The judge also disagreed that the university’s remedial actions were lacking, writing that he did “not find that the university’s response was clearly unreasonable under the circumstances.”
Finally, he concluded that the plaintiff’s claims that the university’s inaction resulted in her withdrawal to be dubious. “(Her) complaint indicates that she withdrew almost immediately after the assault,” he wrote. “Therefore, it is probable that she withdrew before action could be taken against her assailants.”
Williams raised four issues on appeal – whether the district court erred in: (1) denying her motion to amend her complaint; (2) dismissing her Title IX claims; (3) dismissing her § 1983 claims; and (4) dismissing her claim for injunctive relief.
On the first issue, the appeals court agreed with the plaintiff that the district court “lacked the discretion to make that determination at that time” and that Williams “had the right to amend her complaint as a matter of course.”
Turning to the second item, the appeals court restated the district judge’s rationale that “Williams’s claims failed because she was unable to meet the deliberate indifference requirement of the Title IX cause of action.”
However, the appeals court reasoned that “the facts alleged in this case are extreme. According to the amended complaint, which we take as true for present purposes, UGA and UGAA officials actively recruited and admitted Cole despite his past serious sexual misconduct. Once Cole was a student-athlete at UGA and placed in a dormitory, the defendants’ did not supervise or even counsel him against sexual harassment or other sexual misconduct. Even after the rape and assault, which Cole orchestrated, the defendants failed for months to remove Cole and the other attackers from the university. It is likely that this failure prevented Williams from returning to the university to continue her education.

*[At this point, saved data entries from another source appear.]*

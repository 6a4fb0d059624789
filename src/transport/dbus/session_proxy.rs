// This file is part of sirc, a host-side harness for submitting jobs to SIRC FPGA accelerators.
//
// Copyright 2025 Canonical Ltd.
//
// SPDX-License-Identifier: GPL-3.0-only
//
// sirc is free software: you can redistribute it and/or modify it under the terms of the GNU General Public License version 3, as published by the Free Software Foundation.
//
// sirc is distributed in the hope that it will be useful, but WITHOUT ANY WARRANTY; without even the implied warranties of MERCHANTABILITY, SATISFACTORY QUALITY, or FITNESS FOR A PARTICULAR PURPOSE.  See the GNU General Public License for more details.
//
// You should have received a copy of the GNU General Public License along with this program.  If not, see http://www.gnu.org/licenses/.

use zbus::{Result, proxy};

#[proxy(default_service = "org.sirc.driver", interface = "org.sirc.driver.session")]
pub trait Session {
    async fn last_error(&self) -> Result<i32>;
    async fn get_parameters(&self) -> Result<(bool, (u32, u32, u32, u32))>;
    async fn set_parameters(&self, params: (u32, u32, u32, u32)) -> Result<bool>;
    async fn send_reset(&self) -> Result<bool>;
    async fn send_param_register_write(&self, index: u8, value: u32) -> Result<bool>;
    async fn send_write(&self, address: u32, data: &[u8]) -> Result<bool>;
    async fn send_run(&self) -> Result<bool>;
    async fn wait_done(&self, timeout_secs: u32) -> Result<bool>;
    async fn send_read(&self, address: u32, length: u32) -> Result<(bool, Vec<u8>)>;
    async fn close(&self) -> Result<()>;
}
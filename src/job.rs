// This file is part of sirc, a host-side harness for submitting jobs to SIRC FPGA accelerators.
//
// Copyright 2025 Canonical Ltd.
//
// SPDX-License-Identifier: GPL-3.0-only
//
// sirc is free software: you can redistribute it and/or modify it under the terms of the GNU General Public License version 3, as published by the Free Software Foundation.
//
// sirc is distributed in the hope that it will be useful, but WITHOUT ANY WARRANTY; without even the implied warranties of MERCHANTABILITY, SATISFACTORY QUALITY, or FITNESS FOR A PARTICULAR PURPOSE.  See the GNU General Public License for more details.
//
// You should have received a copy of the GNU General Public License along with this program.  If not, see http://www.gnu.org/licenses/.

//! Job sequencing.
//!
//! A job is one pass through the fixed SIRC command sequence:
//!
//! ```text
//! Idle -> Reset -> ParametersWritten -> InputWritten -> Running
//!      -> WaitingForCompletion -> Completed -> ResultsRead
//! ```
//!
//! [`run_job`] drives an already negotiated session through that sequence. The first
//! command that fails ends the job with the matching [`JobError`]; nothing is retried and
//! nothing is rolled back. The device stays in whatever state the failed command left it
//! in, and the next job's reset is the only way back.
//!
//! [`submit`] wraps the whole cycle: open a session, negotiate, run, and close the session
//! whatever the outcome.
//!
//! # Examples
//!
//! ```rust
//! use sirc::diagnostics::DiagnosticLog;
//! use sirc::identity::DeviceIdentifier;
//! use sirc::job::{JobRequest, ParamRegister, submit};
//! use sirc::transport::loopback::{LoopbackAccelerator, LoopbackConnector};
//!
//! let mut connector = LoopbackConnector::new(LoopbackAccelerator::new());
//! let request = JobRequest {
//!     params: vec![ParamRegister { index: 0, value: 0xffff_ffff }],
//!     payload: vec![1, 2, 3, 4],
//!     operation_count: 4,
//!     result_count: 2,
//! };
//! let mut log = DiagnosticLog::new();
//! let output = submit(&mut connector, DeviceIdentifier::default(), None, &request, &mut log).unwrap();
//! assert_eq!(output.raw().len(), 3);
//! assert_eq!(output.results(), &[1, 2]);
//! ```

use crate::config;
use crate::diagnostics::DiagnosticLog;
use crate::error::{HarnessError, JobError, NegotiationError};
use crate::identity::DeviceIdentifier;
use crate::negotiate::negotiate;
use crate::offset::{JobOutput, RESULT_OFFSET, read_length};
use crate::transport::{Connector, Transport, TransportFault};
use log::{info, trace};
use std::fmt;
use std::time::Instant;

/// Address at which the input buffer is written and the output buffer is read.
const BASE_ADDRESS: u32 = 0;

/// One parameter register write.
#[derive(Debug, Clone, Copy, PartialEq, Eq)]
pub struct ParamRegister {
    pub index: u8,
    pub value: u32,
}

/// Everything the caller wants done in one job.
#[derive(Debug, Clone, PartialEq, Eq)]
pub struct JobRequest {
    /// Registers to write before the run, in this order.
    pub params: Vec<ParamRegister>,
    /// Bytes placed at the start of the input buffer. The rest is zero.
    pub payload: Vec<u8>,
    /// Requested input buffer length, 0 for "as large as the buffers allow".
    pub operation_count: u32,
    /// Number of logical result bytes to read back.
    pub result_count: usize,
}

/// Input buffer of exactly the negotiated length.
#[derive(Debug, Clone, PartialEq, Eq)]
pub struct JobInput(Vec<u8>);

impl JobInput {
    /// Build an `operation_count` byte buffer starting with `payload`, zero-filled after it.
    ///
    /// # Returns: `Result<JobInput, NegotiationError>`
    /// * `Ok(JobInput)` - Buffer of `operation_count` bytes
    /// * `Err(NegotiationError::OperationCountExceeded)` - `payload` is longer than `operation_count`
    pub fn new(payload: &[u8], operation_count: u32) -> Result<Self, NegotiationError> {
        let len = operation_count as usize;
        if payload.len() > len {
            return Err(NegotiationError::OperationCountExceeded {
                requested: payload.len() as u32,
                limit: operation_count,
            });
        }
        let mut buf = vec![0; len];
        buf[..payload.len()].copy_from_slice(payload);
        Ok(JobInput(buf))
    }

    pub fn as_bytes(&self) -> &[u8] {
        &self.0
    }

    pub fn len(&self) -> usize {
        self.0.len()
    }

    pub fn is_empty(&self) -> bool {
        self.0.is_empty()
    }
}

/// Position of a job in the command sequence.
#[derive(Debug, Clone, Copy, PartialEq, Eq)]
pub enum JobStage {
    Idle,
    Reset,
    ParametersWritten,
    InputWritten,
    Running,
    WaitingForCompletion,
    Completed,
    ResultsRead,
}

impl fmt::Display for JobStage {
    fn fmt(&self, f: &mut fmt::Formatter<'_>) -> fmt::Result {
        let name = match self {
            JobStage::Idle => "idle",
            JobStage::Reset => "reset",
            JobStage::ParametersWritten => "parameters written",
            JobStage::InputWritten => "input written",
            JobStage::Running => "running",
            JobStage::WaitingForCompletion => "waiting for completion",
            JobStage::Completed => "completed",
            JobStage::ResultsRead => "results read",
        };
        f.write_str(name)
    }
}

fn enter(log: &mut DiagnosticLog, stage: JobStage) {
    trace!("Entering stage: {stage}");
    log.note(format!("stage: {stage}"));
}

/// Run one job on a negotiated session.
///
/// # Arguments
///
/// * `transport` - Session whose parameters were already negotiated
/// * `params` - Parameter registers, written in order
/// * `input` - Input buffer, written at address 0
/// * `result_count` - Number of logical results wanted
/// * `wait_timeout` - Seconds to wait for completion
/// * `log` - Diagnostic log of this job
///
/// # Returns: `Result<JobOutput, JobError>`
/// * `Ok(JobOutput)` - `result_count + 1` bytes read from address 0 and the elapsed time
/// * `Err(JobError::ResultCountExceeded)` - `result_count` does not fit the output memory;
///   no command was issued
/// * `Err(JobError)` - The first step that failed; no later step was issued
pub fn run_job<T: Transport + ?Sized>(
    transport: &mut T,
    params: &[ParamRegister],
    input: &JobInput,
    result_count: usize,
    wait_timeout: u32,
    log: &mut DiagnosticLog,
) -> Result<JobOutput, JobError> {
    enter(log, JobStage::Idle);
    let length = read_length(result_count)
        .filter(|&l| l <= config::MAX_OUTPUT_DATA_BYTES as usize)
        .ok_or(JobError::ResultCountExceeded {
            requested: result_count,
            limit: config::MAX_OUTPUT_DATA_BYTES as usize - RESULT_OFFSET,
        })?;

    let started = Instant::now();

    transport.send_reset().map_err(JobError::ResetFailed)?;
    enter(log, JobStage::Reset);

    for p in params {
        trace!("Writing 0x{:08X} to parameter register {}", p.value, p.index);
        transport
            .send_param_register_write(p.index, p.value)
            .map_err(|fault| JobError::ParameterRegisterWriteFailed {
                index: p.index,
                fault,
            })?;
    }
    enter(log, JobStage::ParametersWritten);

    transport
        .send_write(BASE_ADDRESS, input.as_bytes())
        .map_err(JobError::InputWriteFailed)?;
    enter(log, JobStage::InputWritten);

    transport.send_run().map_err(JobError::RunTriggerFailed)?;
    enter(log, JobStage::Running);

    enter(log, JobStage::WaitingForCompletion);
    info!("Waiting up to {wait_timeout} s for the accelerator");
    transport
        .wait_done(wait_timeout)
        .map_err(JobError::WaitFailed)?;
    enter(log, JobStage::Completed);

    let raw = transport
        .send_read(BASE_ADDRESS, length as u32)
        .map_err(JobError::ReadFailed)?;
    if raw.len() != length {
        return Err(JobError::ReadFailed(TransportFault::Link(format!(
            "expected {length} bytes, driver returned {}",
            raw.len()
        ))));
    }
    enter(log, JobStage::ResultsRead);

    let elapsed = started.elapsed();
    info!("Job finished in {} ms", elapsed.as_millis());
    Ok(JobOutput::new(raw, elapsed))
}

/// Open a session, negotiate, run `request` and close the session.
///
/// The session is closed exactly once, whether the job succeeded or not. A failure to open
/// leaves nothing to close.
///
/// # Arguments
///
/// * `connector` - Source of sessions
/// * `identifier` - Hardware address of the accelerator
/// * `wait_timeout` - User wait timeout in seconds, `None` for the default
/// * `request` - The job
/// * `log` - Diagnostic log of this job
///
/// # Returns: `Result<JobOutput, HarnessError>`
/// * `Ok(JobOutput)` - Results of the job
/// * `Err(HarnessError)` - Open, negotiation or job failure
pub fn submit<C: Connector>(
    connector: &mut C,
    identifier: DeviceIdentifier,
    wait_timeout: Option<u32>,
    request: &JobRequest,
    log: &mut DiagnosticLog,
) -> Result<JobOutput, HarnessError> {
    info!("Opening SIRC session to {identifier}");
    let mut session = connector.open(identifier, config::DRIVER_VERSION)?;
    log.note(format!("session opened to {identifier}"));

    let outcome = negotiate_and_run(&mut session, wait_timeout, request, log);

    session.close();
    log.note("session closed");
    outcome
}

fn negotiate_and_run<T: Transport>(
    session: &mut T,
    wait_timeout: Option<u32>,
    request: &JobRequest,
    log: &mut DiagnosticLog,
) -> Result<JobOutput, HarnessError> {
    let negotiated = negotiate(session, wait_timeout, request.operation_count)?;
    log.note(format!(
        "negotiated {} operations, wait timeout {} s",
        negotiated.operation_count(),
        negotiated.wait_timeout()
    ));
    let input = JobInput::new(&request.payload, negotiated.operation_count())?;
    let output = run_job(
        session,
        &request.params,
        &input,
        request.result_count,
        negotiated.wait_timeout(),
        log,
    )?;
    Ok(output)
}

#[cfg(test)]
mod tests {
    use super::*;
    use crate::transport::loopback::{LoopbackAccelerator, Operation};
    use rstest::*;

    const PARAMS: [ParamRegister; 2] = [
        ParamRegister {
            index: 0,
            value: 0xffff_ffff,
        },
        ParamRegister {
            index: 1,
            value: 0x0000_0000,
        },
    ];

    fn run(
        device: &mut LoopbackAccelerator,
        payload: &[u8],
        results: usize,
    ) -> Result<JobOutput, JobError> {
        let input = JobInput::new(payload, 16).unwrap();
        let mut log = DiagnosticLog::new();
        run_job(device, &PARAMS, &input, results, 10, &mut log)
    }

    #[test]
    fn test_steps_run_in_order() {
        let mut device = LoopbackAccelerator::new();
        run(&mut device, &[1, 2], 2).unwrap();
        assert_eq!(
            device.journal(),
            vec![
                Operation::Reset,
                Operation::ParamRegisterWrite(0),
                Operation::ParamRegisterWrite(1),
                Operation::Write,
                Operation::Run,
                Operation::WaitDone,
                Operation::Read,
            ]
        );
    }

    #[rstest]
    #[case::reset(Operation::Reset, 1)]
    #[case::first_register(Operation::ParamRegisterWrite(0), 2)]
    #[case::second_register(Operation::ParamRegisterWrite(1), 3)]
    #[case::write(Operation::Write, 4)]
    #[case::run(Operation::Run, 5)]
    #[case::wait(Operation::WaitDone, 6)]
    #[case::read(Operation::Read, 7)]
    fn test_sequence_stops_at_failing_step(#[case] failing: Operation, #[case] issued: usize) {
        let mut device = LoopbackAccelerator::new().fail_on(failing, 42);
        let res = run(&mut device, &[1, 2], 2);

        let journal = device.journal();
        assert_eq!(journal.len(), issued, "journal was {journal:?}");
        assert_eq!(journal.last(), Some(&failing));

        let err = res.expect_err("job should fail");
        let fault = match (failing, err) {
            (Operation::Reset, JobError::ResetFailed(f)) => f,
            (
                Operation::ParamRegisterWrite(i),
                JobError::ParameterRegisterWriteFailed { index, fault },
            ) => {
                assert_eq!(i, index);
                fault
            }
            (Operation::Write, JobError::InputWriteFailed(f)) => f,
            (Operation::Run, JobError::RunTriggerFailed(f)) => f,
            (Operation::WaitDone, JobError::WaitFailed(f)) => f,
            (Operation::Read, JobError::ReadFailed(f)) => f,
            (op, e) => panic!("{op:?} failed with unexpected error {e:?}"),
        };
        assert_eq!(fault, TransportFault::Device(42));
    }

    #[test]
    fn test_two_results_read_three_bytes() {
        let mut device = LoopbackAccelerator::new();
        let out = run(&mut device, &[0xAB, 0xCD, 0xEF], 2).unwrap();
        assert_eq!(out.raw().len(), 3);
        assert_eq!(out.padding(), &[0]);
        assert_eq!(out.results(), &[0xAB, 0xCD]);
    }

    #[test]
    fn test_registers_and_padded_input_reach_device() {
        let mut device = LoopbackAccelerator::new();
        run(&mut device, &[9, 9], 1).unwrap();
        assert_eq!(device.registers().get(&0), Some(&0xffff_ffff));
        assert_eq!(device.registers().get(&1), Some(&0));
        let mut expected = vec![0u8; 16];
        expected[..2].copy_from_slice(&[9, 9]);
        assert_eq!(device.input(), expected);
    }

    #[test]
    fn test_wait_uses_given_timeout() {
        let mut device = LoopbackAccelerator::new();
        run(&mut device, &[], 1).unwrap();
        assert_eq!(device.wait_timeouts(), vec![10]);
    }

    #[test]
    fn test_stages_are_logged() {
        let mut device = LoopbackAccelerator::new();
        let input = JobInput::new(&[1], 4).unwrap();
        let mut log = DiagnosticLog::new();
        run_job(&mut device, &[], &input, 1, 1, &mut log).unwrap();
        let stages: Vec<&str> = log.entries().iter().map(|e| e.message.as_str()).collect();
        assert_eq!(
            stages,
            vec![
                "stage: idle",
                "stage: reset",
                "stage: parameters written",
                "stage: input written",
                "stage: running",
                "stage: waiting for completion",
                "stage: completed",
                "stage: results read",
            ]
        );
    }

    #[rstest]
    #[case::past_output_memory(8192)]
    #[case::read_length_overflows(usize::MAX)]
    fn test_result_count_beyond_output_memory_issues_nothing(#[case] results: usize) {
        let mut device = LoopbackAccelerator::new();
        let res = run(&mut device, &[1], results);
        assert!(matches!(
            res,
            Err(JobError::ResultCountExceeded { requested, limit: 8191 }) if requested == results
        ));
        assert!(device.journal().is_empty());
    }

    #[test]
    fn test_input_longer_than_operation_count_is_rejected() {
        let res = JobInput::new(&[0; 17], 16);
        assert!(matches!(
            res,
            Err(NegotiationError::OperationCountExceeded {
                requested: 17,
                limit: 16
            })
        ));
    }
}
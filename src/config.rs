// This file is part of sirc, a host-side harness for submitting jobs to SIRC FPGA accelerators.
//
// Copyright 2025 Canonical Ltd.
//
// SPDX-License-Identifier: GPL-3.0-only
//
// sirc is free software: you can redistribute it and/or modify it under the terms of the GNU General Public License version 3, as published by the Free Software Foundation.
//
// sirc is distributed in the hope that it will be useful, but WITHOUT ANY WARRANTY; without even the implied warranties of MERCHANTABILITY, SATISFACTORY QUALITY, or FITNESS FOR A PARTICULAR PURPOSE.  See the GNU General Public License for more details.
//
// You should have received a copy of the GNU General Public License along with this program.  If not, see http://www.gnu.org/licenses/.

//! Compile-time configuration shared by the harness and the accelerator build.
//!
//! The buffer sizes below are a contract with the hardware design: the accelerator's
//! input and output memories are synthesized with exactly these capacities and nothing
//! at runtime can discover them. If the bitstream is rebuilt with different buffers,
//! these constants must change with it.

/// Capacity of the accelerator's input memory in bytes (2**17, 128 KiB).
pub const MAX_INPUT_DATA_BYTES: u32 = 1 << 17;

/// Capacity of the accelerator's output memory in bytes (2**13, 8 KiB).
pub const MAX_OUTPUT_DATA_BYTES: u32 = 1 << 13;

/// Seconds to wait for the run to complete when the user does not override it.
pub const DEFAULT_WAIT_TIMEOUT_SECS: u32 = 10;

/// Hardware address used when none is given on the command line.
pub const DEFAULT_FPGA_ID: [u8; 6] = [0xAA; 6];

/// Driver version hint handed to the driver when a session is opened. 0 lets the driver pick.
pub const DRIVER_VERSION: u32 = 0;

/// Well-known bus name of the SIRC driver service.
pub static DRIVER_SERVICE: &str = "org.sirc.driver";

“We hold that these extreme facts are sufficient to state a claim under Title IX.”
The third issue on appeal involved the district court’s dismissal of Williams’s § 1983 claims against Adams, Harrick, and Dooley, as individuals and in their official capacities, and against the Board of Regents and UGA.
The appeals court agreed with the district judge’s rationale for dismissing Williams’s first § 1983 claim against Adams, Harrick, and Dooley as individuals “because a plaintiff cannot assert a § 1983 action based on a violation of Title IX.” Similarly, it agreed with the lower court that the defendants have qualified immunity.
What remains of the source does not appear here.